- Written by John E. Johnson, Jr.
- Published on 29 April 2013
I tested the Emotiva XSP-1 with an OPPO BDP-105, Emotiva XPR-1 1,000 watt monoblock power amplifiers (reviewed here, and they are terrific), and Carver Mark IV ribbon speakers. Cables were Emotiva and Wireworld. All connections used XLR.
First of all, I should say that the XSP-1 sounded amazing, even without the also amazing price. If I had been given a presentation not knowing what the preamp was, I would have guessed, by the sound quality, that it was much more expensive. The amount of detail, the neutrality, lack of background noise, everything about it said, "$$$$$". Fortunately for all of us, it is $.

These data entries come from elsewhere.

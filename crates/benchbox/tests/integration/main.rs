//! Integration tests for benchbox
//!
//! These tests require a working docker daemon and network access to pull
//! base images. Run with: cargo test -p benchbox --features integration-tests
//!
//! Slow tests are marked `#[ignore]`. To include them:
//!    cargo test -p benchbox --features integration-tests -- --include-ignored

#![cfg(feature = "integration-tests")]

use benchbox::{Config, DockerCli, Executor};

mod build_failure;
mod execution;
mod timeout;

/// Descriptors that compile at build time and run the bare program, so build
/// failures carry compiler diagnostics and run output is just the program's.
const TEST_CONFIG: &str = r#"
deadline_secs = 120

[languages.java]
name = "Java 22 (Amazon Corretto)"
source_name = "Main.java"
base_image = "amazoncorretto:22-alpine-jdk"
setup = ["javac Main.java"]
run = ["java Main"]

[languages.go]
name = "Go (latest)"
source_name = "main.go"
base_image = "golang:alpine"
setup = ["go mod init workload", "go build -o main main.go"]
run = ["/app/main"]
"#;

pub(crate) fn test_config(workspace_root: &std::path::Path) -> Config {
    let mut config = Config::parse_toml(TEST_CONFIG).expect("test config should parse");
    config.workspace_root = Some(workspace_root.to_path_buf());
    config
}

pub(crate) fn test_executor(workspace_root: &std::path::Path) -> Executor<DockerCli> {
    Executor::with_docker(test_config(workspace_root))
}
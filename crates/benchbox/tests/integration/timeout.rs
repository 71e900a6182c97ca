use benchbox::ExecuteError;

use super::test_config;
use benchbox::Executor;

const GO_INFINITE_LOOP: &[u8] = b"package main

import \"fmt\"

func main() {
\tfmt.Println(\"spinning\")
\tfor {
\t}
}
";

#[tokio::test]
#[ignore = "waits out the full deadline"]
async fn infinite_loop_times_out_and_names_the_deadline() {
    let root = tempfile::tempdir().unwrap();
    let mut config = test_config(root.path());
    config.deadline_secs = 30;
    let executor = Executor::with_docker(config);

    let err = executor.execute(GO_INFINITE_LOOP, "go").await.unwrap_err();
    assert!(matches!(err, ExecuteError::Timeout { .. }));
    assert!(err.to_string().contains("timed out after 30s"));

    // Workspace is gone even on timeout
    assert_eq!(std::fs::read_dir(root.path()).unwrap().count(), 0);

    // And so is the container: nothing tagged by this executor is still
    // running once the call returns
    let stale = tokio::process::Command::new("docker")
        .args(["ps", "-q", "--filter", "name=go-bench-"])
        .output()
        .await
        .unwrap();
    assert!(
        stale.stdout.is_empty(),
        "a container outlived the timed-out call: {}",
        String::from_utf8_lossy(&stale.stdout)
    );
}
//! Benchbox CLI
//!
//! A command-line tool for building and benchmarking code in disposable
//! docker containers.

use std::path::PathBuf;

use anyhow::{Context, Result};
use benchbox::{Config, EXAMPLE_CONFIG, Executor};
use clap::{Parser, Subcommand};
use tracing::{Level, debug, info, warn};
use tracing_subscriber::EnvFilter;

#[derive(Parser)]
#[command(name = "benchbox")]
#[command(about = "Build and benchmark code in disposable containers")]
#[command(version)]
struct Cli {
    /// Path to configuration file
    #[arg(short, long, global = true)]
    config: Option<PathBuf>,

    /// Enable verbose output
    #[arg(short, long, global = true)]
    verbose: bool,

    #[command(subcommand)]
    command: Commands,
}

#[derive(Subcommand)]
enum Commands {
    /// Initialize a new configuration file
    Init {
        /// Output path (default: benchbox.toml)
        #[arg(short, long, default_value = "benchbox.toml")]
        output: PathBuf,

        /// Overwrite existing file
        #[arg(short, long)]
        force: bool,
    },

    /// Build and run a source file
    Run {
        /// Source file to execute
        #[arg(value_name = "FILE")]
        source: PathBuf,

        /// Language ID (e.g., java, go)
        #[arg(short, long)]
        language: String,

        /// Deadline for build + run combined, in seconds
        #[arg(short, long)]
        deadline: Option<u64>,

        /// Maximum output size in bytes
        #[arg(short, long)]
        max_output: Option<usize>,

        /// Pull base images before executing
        #[arg(long)]
        prefetch: bool,
    },

    /// Pull all configured base images
    Prefetch,

    /// List available languages
    Languages,

    /// Show the effective configuration
    ShowConfig,
}

#[tokio::main]
async fn main() -> Result<()> {
    let cli = Cli::parse();

    let filter = if cli.verbose {
        EnvFilter::from_default_env().add_directive(Level::DEBUG.into())
    } else {
        EnvFilter::from_default_env().add_directive(Level::INFO.into())
    };

    tracing_subscriber::fmt()
        .with_env_filter(filter)
        .with_target(false)
        .init();

    // Load configuration
    let config = if let Some(ref path) = cli.config {
        info!(?path, "loading configuration");
        Config::from_file(path).context("failed to load configuration")?
    } else {
        debug!("using default configuration");
        Config::default()
    };

    match cli.command {
        Commands::Init { output, force } => init_config(&output, force).await,
        Commands::Run {
            source,
            language,
            deadline,
            max_output,
            prefetch,
        } => run_execute(config, &source, &language, deadline, max_output, prefetch).await,
        Commands::Prefetch => run_prefetch(config).await,
        Commands::Languages => {
            list_languages(&config);
            Ok(())
        }
        Commands::ShowConfig => {
            show_config(&config);
            Ok(())
        }
    }
}

async fn run_execute(
    mut config: Config,
    source: &PathBuf,
    language_id: &str,
    deadline: Option<u64>,
    max_output: Option<usize>,
    prefetch: bool,
) -> Result<()> {
    // CLI flags override the config file for this invocation
    if let Some(secs) = deadline {
        config.deadline_secs = secs;
    }
    if let Some(bytes) = max_output {
        config.max_output_bytes = bytes;
    }
    config.validate().context("invalid configuration")?;

    let source_content = tokio::fs::read(source)
        .await
        .context("failed to read source file")?;

    let executor = Executor::with_docker(config);

    if prefetch {
        info!("pre-fetching base images");
        executor
            .prefetch_base_images()
            .await
            .context("failed to pre-fetch base images")?;
    }

    info!(language = language_id, "executing");

    match executor.execute(&source_content, language_id).await {
        Ok(result) => {
            print!("{}", result.text());
            if result.truncated {
                warn!(
                    max_bytes = executor.config().max_output_bytes,
                    "output was truncated"
                );
            }
            Ok(())
        }
        Err(e) => {
            eprintln!("{e}");
            std::process::exit(1);
        }
    }
}

async fn run_prefetch(config: Config) -> Result<()> {
    let images = config.base_images();
    if images.is_empty() {
        println!("No languages configured, nothing to pull");
        return Ok(());
    }

    let executor = Executor::with_docker(config);
    executor
        .prefetch_base_images()
        .await
        .context("failed to pre-fetch base images")?;

    println!("Pulled {} base image(s)", images.len());
    Ok(())
}

fn list_languages(config: &Config) {
    println!("Available languages:\n");

    let mut languages: Vec<_> = config.languages.iter().collect();
    languages.sort_by_key(|(id, _)| *id);

    for (id, lang) in languages {
        println!("  {:<10} {} (image: {})", id, lang.name, lang.base_image);
    }
}

fn show_config(config: &Config) {
    println!("Deadline (build + run): {}s", config.deadline_secs);
    println!("Max output: {} bytes", config.max_output_bytes);
    println!("Docker binary: {}", config.docker_binary().display());
    println!("Workspace root: {}", config.workspace_dir().display());
    println!();
    println!("Languages configured: {}", config.languages.len());
}

async fn init_config(output: &PathBuf, force: bool) -> Result<()> {
    if output.exists() && !force {
        anyhow::bail!(
            "Configuration file already exists at '{}'. Use --force to overwrite.",
            output.display()
        );
    }

    tokio::fs::write(output, EXAMPLE_CONFIG)
        .await
        .context("failed to write configuration file")?;

    println!("Created configuration file at '{}'", output.display());
    Ok(())
}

Beethoven may be most famous for his Symphony No. 5, but the library of his compositions is immense, including sonatas, concertos, symphonies, all kinds of things, and much of it when he was stone deaf. Apparently, at that point, when he conducted his pieces, the orchestra didn't look at him. Notwithstanding all of his works, one of my favorites is his Symphony No. 9 in D minor, especially IV: Presto; Allegro assai (Sony LC-00316 DSD). The XSP-1 felt right at home with this sometimes thunderous symphonic masterpiece. Of course, with the XPR-1 monoblocks in the system, I cranked it up. I saw the wall AC voltage drop here and there, indicating that the power amps were doing their thing with a lot of current, and the preamp gave me everything I could ask for, particularly detail in the stringed instruments that go mushy when there is significant IM (wait until you see the bench tests).
Classical piano is also on my love-list, and I found this disc that has high definition video taken from the 35mm film shot during the playing, and PCM stereo (EuroArts 8-80242-66094-7). The disc has Mozart's Last 8 Piano Concertos, with Daniel Barenboim not only playing, but conducting at the same time! You already know that I loved the Emotiva XPR-1 monoblocks, but with the Emotiva XSP-1 in the mix, well, it was nice to have all that dopamine flooding my brain. Clarity, detail, neutrality, and as a result, very musical and delightful.
Robert Schumann (1810 - 1856) composed some years after Beethoven and Mozart, and this DSD recording (Channel Classics CCS-SA-28709) has 24 short pieces on it, with names like "Frisch", "Mit Humor", and "Wild und lustig". One of them, "Ungeduldig," is only 0.42 min. So, you never have time to get bored with the melody, because by the time you might want to pick up the remote control and advance to the next piece, the one you didn't like is already over. But, I liked them all, and piano is difficult to record, difficult to play (Rachmaninov is notorious for stretching the limits of human hand speed and dexterity), and difficult to reproduce on an audio system. But, reproducing was no problemo for the XSP-1. Even those low 28 Hz notes came through so intensely, I could feel the vibrations in my chest.